I am an admirer of the novels featuring Salander and Blomkvist. I was drawn to them because of the social, political, and financial issues in the context of which the stories unfold. And that drew me to the passage with which this blog opens, about the right to free speech as the foundation of a country’s constitution. I found out that this was not a fictional formulation; Larsson was exactly right in describing this foundation of Swedish social democracy. The tenet—that people have the right to speak freely, to disagree with their rulers, and to express their dissent without fear of coercion, suppression, or retribution—is supposed to be core to democracy.
And it was a hard won right. No one gave it as a gift to common people; they fought for it. Thus, this right and its protection by the state are to be found as a “Fundamental Principle” in the constitutions of many other countries—from Article 1 of the US Constitution to the Canadian Charter of Rights and Freedoms and the Fundamental Principles of the Indian Constitution.
But today, as our liberal democracies take an “Illiberal Turn,” this is no longer an iron-clad right. There is a growing gap between constitutional promise and contemporary adherence. As governments throughout the liberal democratic world lose popular support, become disconnected from their people, and rely increasingly on coercive force, the “policing” of the right to free speech has become a core form of state response to dissent.

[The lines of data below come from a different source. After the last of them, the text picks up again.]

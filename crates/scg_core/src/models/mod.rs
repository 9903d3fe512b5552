//! Data models shared between the API client and the UI.

mod report;

pub use report::{
    AnalysisReport, MetricRow, SwingFault, SwingMetrics, SwingView, NO_FAULTS_MESSAGE,
};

The “Soft” Power of Mockery: State Insecurity
Sadly, it is not just dissent expressed in critical speeches or op-eds that is targeted. Even laughter is now construed as a threat. Take Pulkit Mani’s March 2026 video poking fun at Indian Prime Minister Narendra Modi’s penchant for giving bear hugs to world leaders and his striking laughter at unexpected points in diplomatic encounters. By March 18, the video had 16 million views. The government of India promptly invoked Section 69A of the country’s IT Act to block it. Instagram and X complied, silencing a parody that millions found funny.
The law used here is meant to deal with threats to national security or public order. How does a video mocking a public figure’s laughter meet this criterion? It doesn’t—unless the state views its own loss of dignity as an existential threat. Humor, mockery, and satire are part of a historic, global tradition of holding the state to account, from the 18th-century Anglo-Irish writer Jonathan Swift’s A Modest Proposal to contemporary performers in India like Neha Singh Rathore, with her use of Bhojpuri folk music to poke fun at the powerful, and Kunal Kamra, who uses standup comedy for political satire. But today, these modes of commentary are in serious jeopardy. When people start laughing, the ruler has lost control. The response is to shut down the circulation of such cultural productions and embroil the performers in extended criminal litigation and, even, imprisonment.

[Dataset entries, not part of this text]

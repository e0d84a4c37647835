//! # Rank-Down Compiler
//!
//! Lowers a rewritten [`RowMatchNode`] tree into a [`CompileNode`] tree in a
//! single left-to-right pass, per `SPEC_FULL.md` §4.6. Grounded in
//! `original_source/src/Plan/src/CompileNodes.h`'s two-layer node set.
//!
//! The rewritten tree's top-level AND list (see [`crate::rewriter`]) is
//! already ordered: descending-rank rows, then an optional OR subtree, then
//! rank-0 rows, then whatever `NOT` subtrees and leftovers the rewrite
//! didn't reduce further. This compiler walks that list, emitting a
//! [`CompileNode::LoadRowJz`]/[`CompileNode::AndRowJz`] chain for every
//! leading bare row — rank 0 included, since a flat AND of all-rank-0 rows
//! is the common case and still belongs in the short-circuit chain rather
//! than the rank-zero tree — then a single [`CompileNode::RankDown`] at the
//! point the leading-rows prefix ends and the first `OR`/`NOT` subtree (or
//! other leftover) begins, under which everything remaining is compiled as
//! a plain rank-zero boolean tree
//! ([`CompileNode::AndTree`]/[`CompileNode::OrTree`]/[`CompileNode::LoadRow`]/
//! [`CompileNode::Not`]).

use crate::arena::{Arena, NodeId};
use crate::compile_node::CompileNode;
use crate::row::Rank;
use crate::row_tree::RowMatchNode;

/// Compile a rewritten row plan into a [`CompileNode`] tree.
pub fn compile(
    row_arena: &Arena<RowMatchNode>,
    root: NodeId<RowMatchNode>,
    compile_arena: &mut Arena<CompileNode>,
) -> NodeId<CompileNode> {
    let _guard = tracing::info_span!("compile").entered();
    let child = match row_arena.get(root) {
        RowMatchNode::Report(Some(inner)) => Some(compile_expr(row_arena, *inner, compile_arena)),
        RowMatchNode::Report(None) => None,
        _ => Some(compile_expr(row_arena, root, compile_arena)),
    };
    compile_arena.alloc(CompileNode::Report { child }).expect("alloc never fails with an unbounded arena")
}

fn compile_expr(
    row_arena: &Arena<RowMatchNode>,
    node: NodeId<RowMatchNode>,
    compile_arena: &mut Arena<CompileNode>,
) -> NodeId<CompileNode> {
    let mut items = Vec::new();
    flatten_and(row_arena, node, &mut items);

    let split = items
        .iter()
        .position(|&n| !is_row(row_arena, n))
        .unwrap_or(items.len());
    let (prefix, suffix) = items.split_at(split);

    let suffix_node = if suffix.is_empty() {
        None
    } else {
        let rank_zero = compile_rank_zero_and(row_arena, suffix, compile_arena);
        match prefix.last() {
            // The prefix already descended to some rank above zero; drop
            // the rest of the way in one RankDown.
            Some(&last) => {
                let last_rank = row_rank(row_arena, last);
                Some(
                    compile_arena
                        .alloc(CompileNode::RankDown {
                            delta: last_rank,
                            child: rank_zero,
                        })
                        .expect("alloc never fails with an unbounded arena"),
                )
            }
            // No row prefix at all: the first item is itself an OR/NOT
            // subtree (or other leftover), so there's no rank to descend
            // from. Wrapping this in a RankDown would fabricate a drop from
            // MAX_RANK that was never actually present in the plan.
            None => Some(rank_zero),
        }
    };

    build_rank_down_chain(row_arena, prefix, suffix_node, compile_arena)
        .or(suffix_node)
        .expect("compile_expr called on an empty expression")
}

fn build_rank_down_chain(
    row_arena: &Arena<RowMatchNode>,
    prefix: &[NodeId<RowMatchNode>],
    tail: Option<NodeId<CompileNode>>,
    compile_arena: &mut Arena<CompileNode>,
) -> Option<NodeId<CompileNode>> {
    let mut child = tail;
    for (i, &row_node) in prefix.iter().enumerate().rev() {
        let row = row_of(row_arena, row_node);
        let node = if i == 0 {
            CompileNode::LoadRowJz { row, child }
        } else {
            CompileNode::AndRowJz { row, child }
        };
        child = Some(compile_arena.alloc(node).expect("alloc never fails with an unbounded arena"));
    }
    child
}

fn compile_rank_zero_and(
    row_arena: &Arena<RowMatchNode>,
    items: &[NodeId<RowMatchNode>],
    compile_arena: &mut Arena<CompileNode>,
) -> NodeId<CompileNode> {
    let mut iter = items.iter();
    let first = *iter.next().expect("compile_rank_zero_and called with no items");
    let mut acc = compile_rank_zero_node(row_arena, first, compile_arena);
    for &item in iter {
        let next = compile_rank_zero_node(row_arena, item, compile_arena);
        acc = compile_arena
            .alloc(CompileNode::AndTree { left: acc, right: next })
            .expect("alloc never fails with an unbounded arena");
    }
    acc
}

fn compile_rank_zero_node(
    row_arena: &Arena<RowMatchNode>,
    node: NodeId<RowMatchNode>,
    compile_arena: &mut Arena<CompileNode>,
) -> NodeId<CompileNode> {
    match row_arena.get(node).clone() {
        RowMatchNode::Row(row) => compile_arena
            .alloc(CompileNode::LoadRow { row })
            .expect("alloc never fails with an unbounded arena"),
        RowMatchNode::And(children) => fold_binary(row_arena, &children, compile_arena, true),
        RowMatchNode::Or(children) => fold_binary(row_arena, &children, compile_arena, false),
        RowMatchNode::Not(inner) => {
            let child = compile_rank_zero_node(row_arena, inner, compile_arena);
            compile_arena
                .alloc(CompileNode::Not { child })
                .expect("alloc never fails with an unbounded arena")
        }
        RowMatchNode::Report(_) => unreachable!("Report cannot appear nested inside a row plan"),
    }
}

fn fold_binary(
    row_arena: &Arena<RowMatchNode>,
    children: &[NodeId<RowMatchNode>],
    compile_arena: &mut Arena<CompileNode>,
    is_and: bool,
) -> NodeId<CompileNode> {
    let mut iter = children.iter();
    let mut acc = compile_rank_zero_node(row_arena, *iter.next().expect("connective has at least one child"), compile_arena);
    for &child in iter {
        let next = compile_rank_zero_node(row_arena, child, compile_arena);
        let node = if is_and {
            CompileNode::AndTree { left: acc, right: next }
        } else {
            CompileNode::OrTree { left: acc, right: next }
        };
        acc = compile_arena.alloc(node).expect("alloc never fails with an unbounded arena");
    }
    acc
}

fn flatten_and(row_arena: &Arena<RowMatchNode>, node: NodeId<RowMatchNode>, out: &mut Vec<NodeId<RowMatchNode>>) {
    match row_arena.get(node) {
        RowMatchNode::And(children) => {
            for &c in children.clone().iter() {
                flatten_and(row_arena, c, out);
            }
        }
        _ => out.push(node),
    }
}

/// Whether `node` is a bare row leaf — of any rank, including 0 — as
/// opposed to an `OR`/`NOT` subtree or other leftover the rewrite didn't
/// reduce. The rank-down chain covers every leading row regardless of rank;
/// only non-row items fall through to the rank-zero layer.
fn is_row(row_arena: &Arena<RowMatchNode>, node: NodeId<RowMatchNode>) -> bool {
    matches!(row_arena.get(node), RowMatchNode::Row(_))
}

fn row_rank(row_arena: &Arena<RowMatchNode>, node: NodeId<RowMatchNode>) -> Rank {
    match row_arena.get(node) {
        RowMatchNode::Row(r) => r.rank,
        _ => unreachable!("row_rank called on a non-Row node"),
    }
}

fn row_of(row_arena: &Arena<RowMatchNode>, node: NodeId<RowMatchNode>) -> crate::row::AbstractRow {
    match row_arena.get(node) {
        RowMatchNode::Row(r) => *r,
        _ => unreachable!("row_of called on a non-Row node"),
    }
}

#[cfg(test)]
mod tests {
    use super::*;
    use crate::row::AbstractRow;
    use crate::row_tree;

    #[test]
    fn single_row_compiles_to_load_row_jz_under_report() {
        let mut row_arena = Arena::new();
        let row = row_tree::row(&mut row_arena, AbstractRow::new(0, 3, false)).unwrap();
        let plan = row_tree::report(&mut row_arena, Some(row)).unwrap();

        let mut compile_arena = Arena::new();
        let compiled = compile(&row_arena, plan, &mut compile_arena);

        match compile_arena.get(compiled) {
            CompileNode::Report { child: Some(inner) } => match compile_arena.get(*inner) {
                CompileNode::LoadRowJz { row, child: None } => assert_eq!(row.rank, 3),
                other => panic!("expected LoadRowJz, got {other:?}"),
            },
            other => panic!("expected Report, got {other:?}"),
        }
    }

    #[test]
    fn or_subtree_residue_is_wrapped_in_a_single_rank_down() {
        // A rank-4 row ANDed with an OR subtree: the row stays in the
        // rank-down chain, the OR subtree (not a bare row) falls through to
        // the rank-zero layer behind exactly one RankDown.
        let mut row_arena = Arena::new();
        let high = row_tree::row(&mut row_arena, AbstractRow::new(0, 4, false)).unwrap();
        let a = row_tree::row(&mut row_arena, AbstractRow::new(1, 0, false)).unwrap();
        let b = row_tree::row(&mut row_arena, AbstractRow::new(2, 0, false)).unwrap();
        let mut or_builder = row_tree::Builder::new_connective(row_tree::RowConnectiveKind::Or);
        or_builder.add_child(a).unwrap();
        or_builder.add_child(b).unwrap();
        let or_node = or_builder.complete(&mut row_arena).unwrap();
        let mut builder = row_tree::Builder::new_connective(row_tree::RowConnectiveKind::And);
        builder.add_child(high).unwrap();
        builder.add_child(or_node).unwrap();
        let and_node = builder.complete(&mut row_arena).unwrap();
        let plan = row_tree::report(&mut row_arena, Some(and_node)).unwrap();

        let mut compile_arena = Arena::new();
        let compiled = compile(&row_arena, plan, &mut compile_arena);

        match compile_arena.get(compiled) {
            CompileNode::Report { child: Some(inner) } => match compile_arena.get(*inner) {
                CompileNode::LoadRowJz { row, child: Some(next) } => {
                    assert_eq!(row.rank, 4);
                    match compile_arena.get(*next) {
                        CompileNode::RankDown { delta, child } => {
                            assert_eq!(*delta, 4);
                            assert!(matches!(compile_arena.get(*child), CompileNode::OrTree { .. }));
                        }
                        other => panic!("expected RankDown, got {other:?}"),
                    }
                }
                other => panic!("expected LoadRowJz, got {other:?}"),
            },
            other => panic!("expected Report, got {other:?}"),
        }
    }

    #[test]
    fn all_rank_zero_and_compiles_to_a_row_jz_chain_with_no_rank_down() {
        // The common case: a top-level AND of several rank-0 rows compiles
        // entirely through the short-circuit chain, with no RankDown at
        // all — there's no OR/NOT residue to descend into.
        let mut row_arena = Arena::new();
        let a = row_tree::row(&mut row_arena, AbstractRow::new(2, 0, false)).unwrap();
        let b = row_tree::row(&mut row_arena, AbstractRow::new(1, 0, false)).unwrap();
        let c = row_tree::row(&mut row_arena, AbstractRow::new(0, 0, false)).unwrap();
        let mut builder = row_tree::Builder::new_connective(row_tree::RowConnectiveKind::And);
        builder.add_child(a).unwrap();
        builder.add_child(b).unwrap();
        builder.add_child(c).unwrap();
        let and_node = builder.complete(&mut row_arena).unwrap();
        let plan = row_tree::report(&mut row_arena, Some(and_node)).unwrap();

        let mut compile_arena = Arena::new();
        let compiled = compile(&row_arena, plan, &mut compile_arena);

        match compile_arena.get(compiled) {
            CompileNode::Report { child: Some(inner) } => match compile_arena.get(*inner) {
                CompileNode::LoadRowJz { row: row0, child: Some(next1) } => {
                    assert_eq!(row0.id, 2);
                    match compile_arena.get(*next1) {
                        CompileNode::AndRowJz { row: row1, child: Some(next2) } => {
                            assert_eq!(row1.id, 1);
                            match compile_arena.get(*next2) {
                                CompileNode::AndRowJz { row: row2, child: None } => assert_eq!(row2.id, 0),
                                other => panic!("expected final AndRowJz with no child, got {other:?}"),
                            }
                        }
                        other => panic!("expected AndRowJz, got {other:?}"),
                    }
                }
                other => panic!("expected LoadRowJz, got {other:?}"),
            },
            other => panic!("expected Report, got {other:?}"),
        }
    }

    #[test]
    fn empty_plan_compiles_to_report_with_no_child() {
        let mut row_arena = Arena::new();
        let plan = row_tree::report(&mut row_arena, None).unwrap();
        let mut compile_arena = Arena::new();
        let compiled = compile(&row_arena, plan, &mut compile_arena);
        assert!(matches!(compile_arena.get(compiled), CompileNode::Report { child: None }));
    }
}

The Weaponization of Definition & Administration (The Soft Glove)
As speech moves from satire to direct political criticism, the “gloves” change, but the goal remains the same. In the European Union, we see sanctions against analysts and journalists like Colonel Jacques Baud enforced not by judicial process, but by arbitrary political decisions of EU foreign ministers that result in frozen bank accounts and travel bans. Jacques Baud is not even the citizen of an EU country; he is Swiss, but lives in Brussels. He has a distinguished military career, serving NATO and the UN. But his writings and analyses of the EU’s foreign and defence policies are critical of Europe’s current direction. Baud is not alone; there are nearly 50 other Europeans who have been similarly sanctioned.

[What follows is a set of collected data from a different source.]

//! # bitfunnel-core
//!
//! A signature-file query planner and bit-sliced matcher, in the lineage of
//! BitFunnel's `QueryPlanner`/`TermPlan`/`CompileNode`/`Interpreter` pipeline.
//!
//! ## Pipeline
//!
//! ```text
//! TermMatchNode (Term/Phrase/Fact, And/Or/Not)
//!     ↓
//! [TermPlanConverter]           → RowMatchNode, resolving terms through a TermTable
//!     ↓
//! [MatchTreeRewriter]           → rank-bucketed, cross-product-bounded RowMatchNode
//!     ↓
//! [RankDownCompiler]            → CompileNode tree (rank-down layer + rank-zero layer)
//!     ↓
//! [RegisterAllocator]           → abstract row → physical register assignment
//!     ↓
//! [ByteCode Emitter]            → Program (flat Instruction stream)
//!     ↓
//! [Interpreter]                 → per-shard execution → ResultsBuffer
//! ```
//!
//! ## Module organization
//!
//! | Module | Purpose |
//! |--------|---------|
//! | `arena` | Bump-allocated, index-addressed tree storage (`Arena<T>`/`NodeId<T>`) |
//! | `hash` | FNV-1a term hashing and phrase hash combination |
//! | `row` | `RowId`, `Rank`, `AbstractRow` |
//! | `term_tree` | `TermMatchNode` and its flattening builder |
//! | `term_table` | `TermTable` trait, `PlanRows` dedup/shadow interning |
//! | `term_plan` | `TermPlanConverter`: term tree → row tree |
//! | `row_tree` | `RowMatchNode` |
//! | `rewriter` | `MatchTreeRewriter`: rank bucketing, cross-product bounding |
//! | `compile_node` | `CompileNode`, the two-layer compiled tree |
//! | `compiler` | `RankDownCompiler`: row tree → `CompileNode` tree |
//! | `register_allocator` | Abstract row → physical register assignment |
//! | `bytecode` | `Instruction`, `Program`, `Emitter` |
//! | `interpreter` | `Shard` trait, `ResultsBuffer`, `Interpreter` |
//! | `config` | `PlannerConfig` (figment-layered) |
//! | `concurrency` | `TokenManager`/`QueryToken` reconfiguration gating |
//!
//! ## Usage
//!
//! ```rust,ignore
//! use bitfunnel_core::term_tree::Builder;
//! use bitfunnel_core::term_plan::TermPlanConverter;
//! use bitfunnel_core::rewriter::MatchTreeRewriter;
//! use bitfunnel_core::compiler::RankDownCompiler;
//! use bitfunnel_core::register_allocator::RegisterAllocator;
//! use bitfunnel_core::bytecode::Emitter;
//! use bitfunnel_core::interpreter::{Interpreter, ResultsBuffer};
//!
//! // term tree → row tree → rewritten row tree → compile tree → program → matches
//! ```

pub mod error;

pub mod arena;
pub mod hash;
pub mod row;

pub mod term_tree;
pub mod term_table;
pub mod term_plan;
pub mod row_tree;

pub mod rewriter;
pub mod compile_node;
pub mod compiler;
pub mod register_allocator;
pub mod bytecode;
pub mod interpreter;

pub mod config;
pub mod concurrency;

pub use error::{ArenaError, CompileError, Error, PlanError, Result, TreeError};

In Canada, this administrative policing is taking a legislative form through Bill C-9 (The Combatting Hate Act). While framed as a tool to combat hate, critics note how its circular definitions leave a vast gray area for arbitrary enforcement. This intersects dangerously with the state-sanctioned IHRA definition of antisemitism, which is being used to equate pro-Palestine advocacy with hate speech and criticism of the state of Israel, a political entity, as an expression of antisemitism. We saw this “mischievous” narrative at play recently in the media attacks on the newly elected leader of the New Democratic Party (NDP), Avi Lewis, where legitimate political expression was pathologized to delegitimize dissent. Ironically, Mr. Lewis is himself of Jewish background.
Across the Atlantic, France is attempting a similar move with the Yadan Bill (Bill 575). Though it faced a temporary withdrawal on April 16, 2026, due to massive public pressure and a petition with over 700,000 signatures, the government plans to reintroduce it in June. The bill targets “implicit” incitement and calls for the “destruction of a state,” effectively turning judges into a “police of thought.”
The Militarized Front: Campus & Street (The Hard Glove)
When administrative “labeling” fails, the state resorts to the “Hard Glove”—literal, militarized policing. The “Illiberal Turn” is perhaps most visible on university campuses in the US, Greece, and Germany. In Canada, we have seen administrative threats and police deployments in Toronto at the University of Toronto, Toronto Metropolitan University, and York University. These policing actions have been in response to protests related to homelessness, poverty, environmental concerns and the state silence in the face of continued violence against civilians and destruction of public infrastructure in Gaza, widely considered to be violations of international laws.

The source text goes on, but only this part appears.